10 Questions With… Cecilie Manz
Cecilie Manz has created everything from ladders that double as chairs to speakers you can tuck into a tote bag. No matter the client—and she’s worked with the best, including Fritz Hansen, Muuto, and Duravit—Manz’s work is unmistakable. Her preferred palette is neutral but surprisingly warm, her lines efficient yet witty, all with the same relaxed sense of confidence Manz exudes in person.
After training at the Royal Danish Academy of Fine Arts and the University of Art and Design in Helsinki, Manz established her own Copenhagen-based studio in 1998. As commissions arrived, so did awards: in 2014, she won the prestigious Crown Prince Couples Cultural Award, and this January, Maison et Objet crowned her its Designer of the Year.
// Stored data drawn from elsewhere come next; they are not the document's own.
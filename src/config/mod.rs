//! Configuration layer: typed settings with layered precedence (file → env → CLI).

use std::{net::SocketAddr, path::PathBuf, str::FromStr, time::Duration};

use clap::{Args, Parser, Subcommand};
use config::{Config, Environment, File};
use serde::Deserialize;
use thiserror::Error;
use tracing::level_filters::LevelFilter;

const LOCAL_CONFIG_BASENAME: &str = "prefstore";
const DEFAULT_HOST: &str = "127.0.0.1";
const DEFAULT_PORT: u16 = 3000;
const DEFAULT_DB_MAX_CONNECTIONS: u32 = 8;
const DEFAULT_IDENTITY_TIMEOUT_SECS: u64 = 5;
const DEFAULT_CACHE_CAPACITY: usize = 4096;

/// Command-line arguments for the prefstore binary.
#[derive(Debug, Parser)]
#[command(name = "prefstore", version, about = "Preference store server")]
pub struct CliArgs {
    /// Optional path to a configuration file.
    #[arg(long = "config-file", env = "PREFSTORE_CONFIG_FILE", value_name = "PATH")]
    pub config_file: Option<PathBuf>,

    #[command(subcommand)]
    pub command: Option<Command>,
}

#[derive(Debug, Subcommand, Clone)]
pub enum Command {
    /// Run the prefstore HTTP service.
    Serve(ServeArgs),
    /// Apply pending database migrations and exit.
    Migrate(MigrateArgs),
}

#[derive(Debug, Args, Default, Clone)]
pub struct ServeArgs {
    #[command(flatten)]
    pub overrides: ServeOverrides,
}

#[derive(Debug, Args, Default, Clone)]
pub struct MigrateArgs {
    /// Override the database connection URL.
    #[arg(long = "database-url", value_name = "URL")]
    pub database_url: Option<String>,
}

#[derive(Debug, Args, Default, Clone)]
pub struct ServeOverrides {
    /// Override the listener host.
    #[arg(long = "server-host", value_name = "HOST")]
    pub server_host: Option<String>,

    /// Override the listener port.
    #[arg(long = "server-port", value_name = "PORT")]
    pub server_port: Option<u16>,

    /// Override the database connection URL.
    #[arg(long = "database-url", value_name = "URL")]
    pub database_url: Option<String>,

    /// Override the base log level (trace|debug|info|warn|error).
    #[arg(long = "log-level", value_name = "LEVEL")]
    pub log_level: Option<String>,

    /// Override the log format (compact|json).
    #[arg(long = "log-format", value_name = "FORMAT")]
    pub log_format: Option<String>,

    /// Override the admin API token.
    #[arg(long = "admin-token", env = "PREFSTORE_ADMIN_TOKEN", value_name = "TOKEN")]
    pub admin_token: Option<String>,
}

#[derive(Debug, Error)]
pub enum SettingsError {
    #[error(transparent)]
    Source(#[from] config::ConfigError),
    #[error("invalid setting `{field}`: {message}")]
    Invalid {
        field: &'static str,
        message: String,
    },
}

impl SettingsError {
    fn invalid(field: &'static str, message: impl Into<String>) -> Self {
        Self::Invalid {
            field,
            message: message.into(),
        }
    }
}

#[derive(Debug, Clone, Copy, PartialEq, Eq)]
pub enum LogFormat {
    Compact,
    Json,
}

impl FromStr for LogFormat {
    type Err = String;

    fn from_str(raw: &str) -> Result<Self, Self::Err> {
        match raw.to_ascii_lowercase().as_str() {
            "compact" => Ok(Self::Compact),
            "json" => Ok(Self::Json),
            other => Err(format!("unknown log format `{other}`")),
        }
    }
}

#[derive(Debug, Clone)]
pub struct LoggingSettings {
    pub level: LevelFilter,
    pub format: LogFormat,
}

#[derive(Debug, Clone)]
pub struct ServerSettings {
    pub host: String,
    pub port: u16,
}

impl ServerSettings {
    pub fn bind_addr(&self) -> Result<SocketAddr, SettingsError> {
        format!("{}:{}", self.host, self.port)
            .parse()
            .map_err(|err| SettingsError::invalid("server.host", format!("{err}")))
    }
}

#[derive(Debug, Clone)]
pub struct DatabaseSettings {
    pub url: String,
    pub max_connections: u32,
}

#[derive(Debug, Clone)]
pub struct IdentitySettings {
    pub request_timeout: Duration,
}

#[derive(Debug, Clone)]
pub struct CacheSettings {
    pub capacity: usize,
}

#[derive(Debug, Clone)]
pub struct Settings {
    pub server: ServerSettings,
    pub database: DatabaseSettings,
    pub identity: IdentitySettings,
    pub cache: CacheSettings,
    pub logging: LoggingSettings,
    pub admin_token: Option<String>,
}

#[derive(Debug, Deserialize)]
struct RawSettings {
    server: RawServer,
    database: RawDatabase,
    identity: RawIdentity,
    cache: RawCache,
    logging: RawLogging,
    admin_token: Option<String>,
}

#[derive(Debug, Deserialize)]
struct RawServer {
    host: String,
    port: u16,
}

#[derive(Debug, Deserialize)]
struct RawDatabase {
    url: String,
    max_connections: u32,
}

#[derive(Debug, Deserialize)]
struct RawIdentity {
    request_timeout_secs: u64,
}

#[derive(Debug, Deserialize)]
struct RawCache {
    capacity: usize,
}

#[derive(Debug, Deserialize)]
struct RawLogging {
    level: String,
    format: String,
}

impl Settings {
    /// Layered load: built-in defaults, then an optional TOML file, then
    /// `PREFSTORE_`-prefixed environment variables, then CLI overrides.
    pub fn load(
        config_file: Option<&PathBuf>,
        overrides: &ServeOverrides,
    ) -> Result<Self, SettingsError> {
        let mut builder = Config::builder()
            .set_default("server.host", DEFAULT_HOST)?
            .set_default("server.port", DEFAULT_PORT)?
            .set_default("database.url", "postgres://localhost/prefstore")?
            .set_default("database.max_connections", DEFAULT_DB_MAX_CONNECTIONS)?
            .set_default("identity.request_timeout_secs", DEFAULT_IDENTITY_TIMEOUT_SECS)?
            .set_default("cache.capacity", DEFAULT_CACHE_CAPACITY as u64)?
            .set_default("logging.level", "info")?
            .set_default("logging.format", "compact")?;

        builder = match config_file {
            Some(path) => builder.add_source(File::from(path.clone())),
            None => builder.add_source(File::with_name(LOCAL_CONFIG_BASENAME).required(false)),
        };

        builder = builder.add_source(
            Environment::with_prefix("PREFSTORE")
                .separator("__")
                .try_parsing(true),
        );

        let raw: RawSettings = builder.build()?.try_deserialize()?;
        let mut settings = Settings::try_from(raw)?;
        settings.apply_overrides(overrides)?;
        Ok(settings)
    }

    fn apply_overrides(&mut self, overrides: &ServeOverrides) -> Result<(), SettingsError> {
        if let Some(host) = &overrides.server_host {
            self.server.host = host.clone();
        }
        if let Some(port) = overrides.server_port {
            self.server.port = port;
        }
        if let Some(url) = &overrides.database_url {
            self.database.url = url.clone();
        }
        if let Some(level) = &overrides.log_level {
            self.logging.level = parse_level(level)?;
        }
        if let Some(format) = &overrides.log_format {
            self.logging.format = format
                .parse()
                .map_err(|message| SettingsError::invalid("logging.format", message))?;
        }
        if let Some(token) = &overrides.admin_token {
            self.admin_token = Some(token.clone());
        }
        Ok(())
    }
}

impl TryFrom<RawSettings> for Settings {
    type Error = SettingsError;

    fn try_from(raw: RawSettings) -> Result<Self, Self::Error> {
        Ok(Self {
            server: ServerSettings {
                host: raw.server.host,
                port: raw.server.port,
            },
            database: DatabaseSettings {
                url: raw.database.url,
                max_connections: raw.database.max_connections,
            },
            identity: IdentitySettings {
                request_timeout: Duration::from_secs(raw.identity.request_timeout_secs),
            },
            cache: CacheSettings {
                capacity: raw.cache.capacity,
            },
            logging: LoggingSettings {
                level: parse_level(&raw.logging.level)?,
                format: raw
                    .logging
                    .format
                    .parse()
                    .map_err(|message| SettingsError::invalid("logging.format", message))?,
            },
            admin_token: raw.admin_token,
        })
    }
}

fn parse_level(raw: &str) -> Result<LevelFilter, SettingsError> {
    LevelFilter::from_str(raw)
        .map_err(|err| SettingsError::invalid("logging.level", err.to_string()))
}

#[cfg(test)]
mod tests {
    use super::*;

    #[test]
    fn defaults_apply_without_a_config_file() {
        let settings = Settings::load(None, &ServeOverrides::default()).expect("defaults load");

        assert_eq!(settings.server.host, DEFAULT_HOST);
        assert_eq!(settings.server.port, DEFAULT_PORT);
        assert_eq!(settings.cache.capacity, DEFAULT_CACHE_CAPACITY);
        assert_eq!(settings.logging.level, LevelFilter::INFO);
        assert_eq!(settings.logging.format, LogFormat::Compact);
        assert!(settings.admin_token.is_none());
    }

    #[test]
    fn cli_overrides_win() {
        let overrides = ServeOverrides {
            server_port: Some(4000),
            log_level: Some("debug".to_string()),
            log_format: Some("json".to_string()),
            admin_token: Some("secret".to_string()),
            ..Default::default()
        };
        let settings = Settings::load(None, &overrides).expect("load with overrides");

        assert_eq!(settings.server.port, 4000);
        assert_eq!(settings.logging.level, LevelFilter::DEBUG);
        assert_eq!(settings.logging.format, LogFormat::Json);
        assert_eq!(settings.admin_token.as_deref(), Some("secret"));
    }

    #[test]
    fn bad_log_format_is_rejected() {
        let overrides = ServeOverrides {
            log_format: Some("yaml".to_string()),
            ..Default::default()
        };
        let err = Settings::load(None, &overrides).expect_err("bad format");
        assert!(matches!(
            err,
            SettingsError::Invalid {
                field: "logging.format",
                ..
            }
        ));
    }

    #[test]
    fn bind_addr_parses() {
        let settings = Settings::load(None, &ServeOverrides::default()).expect("defaults load");
        let addr = settings.server.bind_addr().expect("valid addr");
        assert_eq!(addr.port(), DEFAULT_PORT);
    }
}
use std::process::ExitCode;
use std::sync::Arc;

use clap::Parser;
use tokio::net::TcpListener;
use tracing::{error, info};

use prefstore::application::defaults::DefaultsService;
use prefstore::application::identity::IdentityResolver;
use prefstore::application::overrides::OverrideStore;
use prefstore::application::preferences::PreferenceService;
use prefstore::application::repos::{DefaultsRepo, OverridesRepo, SitesRepo};
use prefstore::application::sites::SiteService;
use prefstore::cache::{MemoryCache, PreferenceCache};
use prefstore::config::{CliArgs, Command, MigrateArgs, ServeArgs, ServeOverrides, Settings};
use prefstore::infra::db::{self, PostgresRepositories};
use prefstore::infra::error::InfraError;
use prefstore::infra::http::{ApiState, build_api_router};
use prefstore::infra::identity::HttpIdentityResolver;
use prefstore::infra::telemetry;

#[tokio::main]
async fn main() -> ExitCode {
    let args = CliArgs::parse();
    let command = args
        .command
        .clone()
        .unwrap_or(Command::Serve(ServeArgs::default()));

    let result = match command {
        Command::Serve(serve) => serve_command(&args, &serve.overrides).await,
        Command::Migrate(migrate) => migrate_command(&args, &migrate).await,
    };

    match result {
        Ok(()) => ExitCode::SUCCESS,
        Err(err) => {
            // Telemetry may not be installed yet, so mirror the error to stderr.
            error!(error = %err, "fatal");
            eprintln!("error: {err}");
            ExitCode::FAILURE
        }
    }
}

async fn serve_command(
    args: &CliArgs,
    overrides: &ServeOverrides,
) -> Result<(), Box<dyn std::error::Error>> {
    let settings = Settings::load(args.config_file.as_ref(), overrides)?;
    telemetry::init(&settings.logging)?;

    let pool = db::connect(&settings.database).await?;
    db::MIGRATOR
        .run(&pool)
        .await
        .map_err(|err| InfraError::database(format!("migration failed: {err}")))?;

    let repos = Arc::new(PostgresRepositories::new(pool));
    let state = build_state(&settings, repos)?;
    let router = build_api_router(state);

    let addr = settings.server.bind_addr()?;
    let listener = TcpListener::bind(addr).await.map_err(InfraError::from)?;
    info!(%addr, "prefstore listening");

    axum::serve(listener, router)
        .with_graceful_shutdown(shutdown_signal())
        .await
        .map_err(InfraError::from)?;
    info!("prefstore stopped");
    Ok(())
}

async fn migrate_command(
    args: &CliArgs,
    migrate: &MigrateArgs,
) -> Result<(), Box<dyn std::error::Error>> {
    let overrides = ServeOverrides {
        database_url: migrate.database_url.clone(),
        ..Default::default()
    };
    let settings = Settings::load(args.config_file.as_ref(), &overrides)?;
    telemetry::init(&settings.logging)?;

    let pool = db::connect(&settings.database).await?;
    db::MIGRATOR
        .run(&pool)
        .await
        .map_err(|err| InfraError::database(format!("migration failed: {err}")))?;
    info!("migrations applied");
    Ok(())
}

fn build_state(
    settings: &Settings,
    repos: Arc<PostgresRepositories>,
) -> Result<ApiState, InfraError> {
    let cache: Arc<dyn PreferenceCache> = Arc::new(MemoryCache::new(settings.cache.capacity));

    let sites_repo: Arc<dyn SitesRepo> = repos.clone();
    let defaults_repo: Arc<dyn DefaultsRepo> = repos.clone();
    let overrides_repo: Arc<dyn OverridesRepo> = repos;

    let sites = Arc::new(SiteService::new(sites_repo, cache.clone()));
    let defaults = Arc::new(DefaultsService::new(
        sites.clone(),
        defaults_repo,
        cache.clone(),
    ));
    let overrides = Arc::new(OverrideStore::new(overrides_repo, cache.clone()));
    let identity: Arc<dyn IdentityResolver> =
        Arc::new(HttpIdentityResolver::new(settings.identity.request_timeout)?);
    let preferences = Arc::new(PreferenceService::new(
        sites.clone(),
        defaults.clone(),
        overrides,
        identity,
        cache,
    ));

    Ok(ApiState {
        preferences,
        sites,
        defaults,
        admin_token: settings.admin_token.as_deref().map(Arc::from),
    })
}

async fn shutdown_signal() {
    if let Err(err) = tokio::signal::ctrl_c().await {
        error!(error = %err, "failed to install shutdown handler");
    }
    info!("shutdown signal received");
}
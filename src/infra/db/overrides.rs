use async_trait::async_trait;
use uuid::Uuid;

use crate::{
    application::repos::{OverridesRepo, RepoError, UpsertOverrideParams},
    domain::entities::OverrideRecord,
};

use super::{PostgresRepositories, kind_from_tag, map_sqlx_error};

#[derive(sqlx::FromRow)]
struct OverrideRow {
    id: Uuid,
    site_url: String,
    user_id: String,
    key: String,
    kind: String,
    value: String,
}

impl OverrideRow {
    fn into_record(self) -> Result<OverrideRecord, RepoError> {
        Ok(OverrideRecord {
            kind: kind_from_tag(&self.kind)?,
            id: self.id,
            site_url: self.site_url,
            user_id: self.user_id,
            key: self.key,
            value: self.value,
        })
    }
}

#[async_trait]
impl OverridesRepo for PostgresRepositories {
    async fn list_overrides(
        &self,
        site_url: &str,
        user_id: &str,
    ) -> Result<Vec<OverrideRecord>, RepoError> {
        let rows = sqlx::query_as::<_, OverrideRow>(
            r#"
            SELECT id, site_url, user_id, key, kind, value
            FROM overrides
            WHERE site_url = $1 AND user_id = $2
            "#,
        )
        .bind(site_url)
        .bind(user_id)
        .fetch_all(self.pool())
        .await
        .map_err(map_sqlx_error)?;

        rows.into_iter().map(OverrideRow::into_record).collect()
    }

    async fn upsert_override(
        &self,
        params: UpsertOverrideParams,
    ) -> Result<OverrideRecord, RepoError> {
        // Single atomic statement; concurrent updates for the same
        // (site, user, key) cannot create duplicate rows.
        let row = sqlx::query_as::<_, OverrideRow>(
            r#"
            INSERT INTO overrides (id, site_url, user_id, key, kind, value)
            VALUES ($1, $2, $3, $4, $5, $6)
            ON CONFLICT (site_url, user_id, key) DO UPDATE SET
                kind = EXCLUDED.kind,
                value = EXCLUDED.value
            RETURNING id, site_url, user_id, key, kind, value
            "#,
        )
        .bind(Uuid::new_v4())
        .bind(&params.site_url)
        .bind(&params.user_id)
        .bind(&params.key)
        .bind(params.kind.tag())
        .bind(&params.value)
        .fetch_one(self.pool())
        .await
        .map_err(map_sqlx_error)?;

        row.into_record()
    }

    async fn delete_override(
        &self,
        site_url: &str,
        user_id: &str,
        key: &str,
    ) -> Result<bool, RepoError> {
        let result = sqlx::query(
            r#"
            DELETE FROM overrides
            WHERE site_url = $1 AND user_id = $2 AND key = $3
            "#,
        )
        .bind(site_url)
        .bind(user_id)
        .bind(key)
        .execute(self.pool())
        .await
        .map_err(map_sqlx_error)?;

        Ok(result.rows_affected() > 0)
    }
}
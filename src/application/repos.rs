//! Repository traits describing persistence adapters.

use async_trait::async_trait;
use thiserror::Error;

use crate::domain::entities::{DefaultRecord, OverrideRecord, SiteRecord};
use crate::domain::kinds::Kind;

#[derive(Debug, Error)]
pub enum RepoError {
    #[error("persistence error: {0}")]
    Persistence(String),
    #[error("integrity error: {message}")]
    Integrity { message: String },
}

impl RepoError {
    pub fn from_persistence(err: impl std::fmt::Display) -> Self {
        Self::Persistence(err.to_string())
    }
}

#[async_trait]
pub trait SitesRepo: Send + Sync {
    async fn find_site(&self, site_url: &str) -> Result<Option<SiteRecord>, RepoError>;

    /// Create or replace a site record, keyed by its URL.
    async fn upsert_site(&self, site: SiteRecord) -> Result<SiteRecord, RepoError>;
}

#[derive(Debug, Clone)]
pub struct UpsertDefaultParams {
    pub site_url: String,
    pub key: String,
    pub kind: Kind,
    /// Serialized under `kind`.
    pub value: String,
    pub deprecated: bool,
}

#[async_trait]
pub trait DefaultsRepo: Send + Sync {
    /// All defaults for a site, ordered by key.
    async fn list_defaults(&self, site_url: &str) -> Result<Vec<DefaultRecord>, RepoError>;

    async fn find_default(
        &self,
        site_url: &str,
        key: &str,
    ) -> Result<Option<DefaultRecord>, RepoError>;

    async fn upsert_default(&self, params: UpsertDefaultParams)
    -> Result<DefaultRecord, RepoError>;

    /// Returns whether a record existed.
    async fn delete_default(&self, site_url: &str, key: &str) -> Result<bool, RepoError>;
}

#[derive(Debug, Clone)]
pub struct UpsertOverrideParams {
    pub site_url: String,
    pub user_id: String,
    pub key: String,
    pub kind: Kind,
    /// Serialized under `kind`.
    pub value: String,
}

#[async_trait]
pub trait OverridesRepo: Send + Sync {
    async fn list_overrides(
        &self,
        site_url: &str,
        user_id: &str,
    ) -> Result<Vec<OverrideRecord>, RepoError>;

    /// Create or update the unique override for (site, user, key). Must be a
    /// single atomic operation at the storage boundary, not an exists-check
    /// followed by a write.
    async fn upsert_override(
        &self,
        params: UpsertOverrideParams,
    ) -> Result<OverrideRecord, RepoError>;

    /// Returns whether a record existed; deleting a missing override is a
    /// benign no-op.
    async fn delete_override(
        &self,
        site_url: &str,
        user_id: &str,
        key: &str,
    ) -> Result<bool, RepoError>;
}
#![allow(dead_code)]

use std::collections::HashMap;
use std::sync::Arc;
use std::sync::atomic::{AtomicUsize, Ordering};

use async_trait::async_trait;
use tokio::sync::Mutex;
use uuid::Uuid;

use prefstore::application::defaults::DefaultsService;
use prefstore::application::identity::{IdentityError, IdentityResolver};
use prefstore::application::overrides::OverrideStore;
use prefstore::application::preferences::PreferenceService;
use prefstore::application::repos::{
    DefaultsRepo, OverridesRepo, RepoError, SitesRepo, UpsertDefaultParams, UpsertOverrideParams,
};
use prefstore::application::sites::SiteService;
use prefstore::cache::{MemoryCache, PreferenceCache};
use prefstore::domain::entities::{DefaultRecord, OverrideRecord, SiteRecord};
use prefstore::domain::kinds::Kind;
use prefstore::infra::http::api::state::ApiState;

pub const SITE: &str = "example.com";
pub const AUTH_URL: &str = "identity.foo.com";
pub const TOKEN: &str = "valid-token";
pub const USER: &str = "user-1";
pub const ADMIN_TOKEN: &str = "admin-secret";

/// Shared in-memory persistence used in place of Postgres.
#[derive(Default)]
pub struct InMemoryStore {
    sites: Mutex<HashMap<String, SiteRecord>>,
    defaults: Mutex<HashMap<(String, String), DefaultRecord>>,
    overrides: Mutex<HashMap<(String, String, String), OverrideRecord>>,
    pub default_list_calls: AtomicUsize,
    pub override_list_calls: AtomicUsize,
}

impl InMemoryStore {
    pub async fn insert_site(&self, url: &str, auth_url: &str) {
        self.sites.lock().await.insert(
            url.to_string(),
            SiteRecord {
                url: url.to_string(),
                auth_url: auth_url.to_string(),
            },
        );
    }

    pub async fn insert_default(&self, site_url: &str, key: &str, kind: Kind, value: &str) {
        self.defaults.lock().await.insert(
            (site_url.to_string(), key.to_string()),
            DefaultRecord {
                site_url: site_url.to_string(),
                key: key.to_string(),
                kind,
                value: value.to_string(),
                deprecated: false,
            },
        );
    }

    pub async fn override_count(&self) -> usize {
        self.overrides.lock().await.len()
    }

    pub async fn find_override(
        &self,
        site_url: &str,
        user_id: &str,
        key: &str,
    ) -> Option<OverrideRecord> {
        self.overrides
            .lock()
            .await
            .get(&(site_url.to_string(), user_id.to_string(), key.to_string()))
            .cloned()
    }
}

#[async_trait]
impl SitesRepo for InMemoryStore {
    async fn find_site(&self, site_url: &str) -> Result<Option<SiteRecord>, RepoError> {
        Ok(self.sites.lock().await.get(site_url).cloned())
    }

    async fn upsert_site(&self, site: SiteRecord) -> Result<SiteRecord, RepoError> {
        self.sites
            .lock()
            .await
            .insert(site.url.clone(), site.clone());
        Ok(site)
    }
}

#[async_trait]
impl DefaultsRepo for InMemoryStore {
    async fn list_defaults(&self, site_url: &str) -> Result<Vec<DefaultRecord>, RepoError> {
        self.default_list_calls.fetch_add(1, Ordering::SeqCst);
        let mut defaults: Vec<DefaultRecord> = self
            .defaults
            .lock()
            .await
            .values()
            .filter(|record| record.site_url == site_url)
            .cloned()
            .collect();
        defaults.sort_by(|a, b| a.key.cmp(&b.key));
        Ok(defaults)
    }

    async fn find_default(
        &self,
        site_url: &str,
        key: &str,
    ) -> Result<Option<DefaultRecord>, RepoError> {
        Ok(self
            .defaults
            .lock()
            .await
            .get(&(site_url.to_string(), key.to_string()))
            .cloned())
    }

    async fn upsert_default(
        &self,
        params: UpsertDefaultParams,
    ) -> Result<DefaultRecord, RepoError> {
        let record = DefaultRecord {
            site_url: params.site_url.clone(),
            key: params.key.clone(),
            kind: params.kind,
            value: params.value,
            deprecated: params.deprecated,
        };
        self.defaults
            .lock()
            .await
            .insert((params.site_url, params.key), record.clone());
        Ok(record)
    }

    async fn delete_default(&self, site_url: &str, key: &str) -> Result<bool, RepoError> {
        Ok(self
            .defaults
            .lock()
            .await
            .remove(&(site_url.to_string(), key.to_string()))
            .is_some())
    }
}

#[async_trait]
impl OverridesRepo for InMemoryStore {
    async fn list_overrides(
        &self,
        site_url: &str,
        user_id: &str,
    ) -> Result<Vec<OverrideRecord>, RepoError> {
        self.override_list_calls.fetch_add(1, Ordering::SeqCst);
        Ok(self
            .overrides
            .lock()
            .await
            .values()
            .filter(|record| record.site_url == site_url && record.user_id == user_id)
            .cloned()
            .collect())
    }

    async fn upsert_override(
        &self,
        params: UpsertOverrideParams,
    ) -> Result<OverrideRecord, RepoError> {
        let mut overrides = self.overrides.lock().await;
        let slot = (
            params.site_url.clone(),
            params.user_id.clone(),
            params.key.clone(),
        );
        let id = overrides
            .get(&slot)
            .map(|existing| existing.id)
            .unwrap_or_else(Uuid::new_v4);
        let record = OverrideRecord {
            id,
            site_url: params.site_url,
            user_id: params.user_id,
            key: params.key,
            kind: params.kind,
            value: params.value,
        };
        overrides.insert(slot, record.clone());
        Ok(record)
    }

    async fn delete_override(
        &self,
        site_url: &str,
        user_id: &str,
        key: &str,
    ) -> Result<bool, RepoError> {
        Ok(self
            .overrides
            .lock()
            .await
            .remove(&(site_url.to_string(), user_id.to_string(), key.to_string()))
            .is_some())
    }
}

/// Identity resolver with a fixed token-to-user table.
pub struct StaticIdentityResolver {
    tokens: HashMap<String, String>,
}

impl StaticIdentityResolver {
    pub fn new(tokens: &[(&str, &str)]) -> Self {
        Self {
            tokens: tokens
                .iter()
                .map(|(token, user)| (token.to_string(), user.to_string()))
                .collect(),
        }
    }
}

#[async_trait]
impl IdentityResolver for StaticIdentityResolver {
    async fn resolve_user_id(
        &self,
        _auth_url: &str,
        token: &str,
    ) -> Result<String, IdentityError> {
        self.tokens
            .get(token)
            .cloned()
            .ok_or(IdentityError::Unauthorized)
    }
}

pub struct TestApp {
    pub store: Arc<InMemoryStore>,
    pub cache: Arc<MemoryCache>,
    pub sites: Arc<SiteService>,
    pub defaults: Arc<DefaultsService>,
    pub overrides: Arc<OverrideStore>,
    pub preferences: Arc<PreferenceService>,
    pub state: ApiState,
}

pub fn build_app() -> TestApp {
    build_app_with_tokens(&[(TOKEN, USER)])
}

pub fn build_app_with_tokens(tokens: &[(&str, &str)]) -> TestApp {
    let store = Arc::new(InMemoryStore::default());
    let cache = Arc::new(MemoryCache::default());
    let shared_cache: Arc<dyn PreferenceCache> = cache.clone();

    let sites_repo: Arc<dyn SitesRepo> = store.clone();
    let defaults_repo: Arc<dyn DefaultsRepo> = store.clone();
    let overrides_repo: Arc<dyn OverridesRepo> = store.clone();
    let identity: Arc<dyn IdentityResolver> = Arc::new(StaticIdentityResolver::new(tokens));

    let sites = Arc::new(SiteService::new(sites_repo, shared_cache.clone()));
    let defaults = Arc::new(DefaultsService::new(
        sites.clone(),
        defaults_repo,
        shared_cache.clone(),
    ));
    let overrides = Arc::new(OverrideStore::new(overrides_repo, shared_cache.clone()));
    let preferences = Arc::new(PreferenceService::new(
        sites.clone(),
        defaults.clone(),
        overrides.clone(),
        identity,
        shared_cache,
    ));

    let state = ApiState {
        preferences: preferences.clone(),
        sites: sites.clone(),
        defaults: defaults.clone(),
        admin_token: Some(Arc::from(ADMIN_TOKEN)),
    };

    TestApp {
        store,
        cache,
        sites,
        defaults,
        overrides,
        preferences,
        state,
    }
}

/// One site with a string, an integer, and a boolean default.
pub async fn seed_standard_site(app: &TestApp) {
    app.store.insert_site(SITE, AUTH_URL).await;
    app.store
        .insert_default(SITE, "test-key", Kind::String, "test-default")
        .await;
    app.store
        .insert_default(SITE, "retry-count", Kind::Integer, "1")
        .await;
    app.store
        .insert_default(SITE, "beta-opt-in", Kind::Boolean, "false")
        .await;
}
Manz gave us a tour of her exhibition at the fair, which gathered tableaux of her work and inspirations in a sort of mid-career retrospective, then spoke to us again from her base in Copenhagen about materiality, social change, and the usefulness of stupid questions.
Interior Design: What’s your first memory of design?
Cecilie Manz: Definitely something with clay. I more or less grew up in my parents’ ceramic workshop. I saw it all, from soft material to hardened porcelain you could drink from.
ID: One of your first designs to attract attention was the Caravaggio pendant for Lightyears. What inspired it?
CM: I had the lamp design before its name, but when I was looking at the lamp’s high-gloss surface and red detail, I thought it had characteristics of a Michelangelo Merisi da Caravaggio painting: the dramatic light and shadow, his use of a sudden red in all the darkness.
ID: And your work for Bang & Olufsen, how did that come about? Are you an audiophile?
CM: I listen to music, but not in an obsessive way. I just did a lot research, and then I paid attention to what the engineers told me. I think that’s quite important: if you listen, you will learn. And that can be the adventure—not knowing—because then you can pose a lot of stupid questions and really get knowledge!
ID: How did you approach this retrospective for Maison & Objet?
CM: The honor was really nice, but the treat of being able to do an exhibition was the best part for me. It offered the chance to do actual creative work, with a deadline. I’m not afraid of the blank white paper—you can always toss it out and take a new one.
ID: During your acceptance speech for the Designer of the Year award, you talked about how the design world focuses on the legacy of Danish design, but often ignores people working today.
CM: I wanted to emphasize that there’s so much focus on old masters, and that’s really well-deserved. But there are also designers working now, being present, and leaving room for the future.
ID: Were you also alluding to the way women have been denied opportunities in the design world, like everywhere else?
CM: In Danish history I think women had a tough time. They were left alone with the kids at home, so they really had to fight for something. We have much better conditions now, though we do have the normal struggles that come with being self-employed, and so on.
ID: Does design have a role in changing culture?
CM: It’s really about society. It’s about basic things like day care—if there is no day care, what is there to do? If women receive 10 years of university education and then have a child, they often can’t return to work. So there’s a need for a change in structure, and that doesn’t happen overnight.
ID: To your mind, is there even such as thing as “Danish design” now?
CM: If I must characterize it, Danish design is about the sensibility toward materiality. Which material goes where, and why? It’s not so much just to say, “Let’s use brass now because it’s trendy,” but to use the right material in the right place. And also to see pieces as whole, so that for example you can turn a chair upside down and it will look nice from below.
ID: If you could change one thing in the design industry, what would it be?
CM: Perhaps quality. If we do high-quality products from the start, we do not need to manufacture so much new stuff, and of course the whole pollution aspect would be nice to solve once and for all. There is so much to do.
ID: Is there anything you’ve seen and thought, “I’d like to redesign that?”
CM: I often see designs where I wish I could correct it a bit. I think it’s a work habit. We see things differently, with professional eyes. This is also motivation to do better whenever I design something new: to do my best so no one wishes to correct it!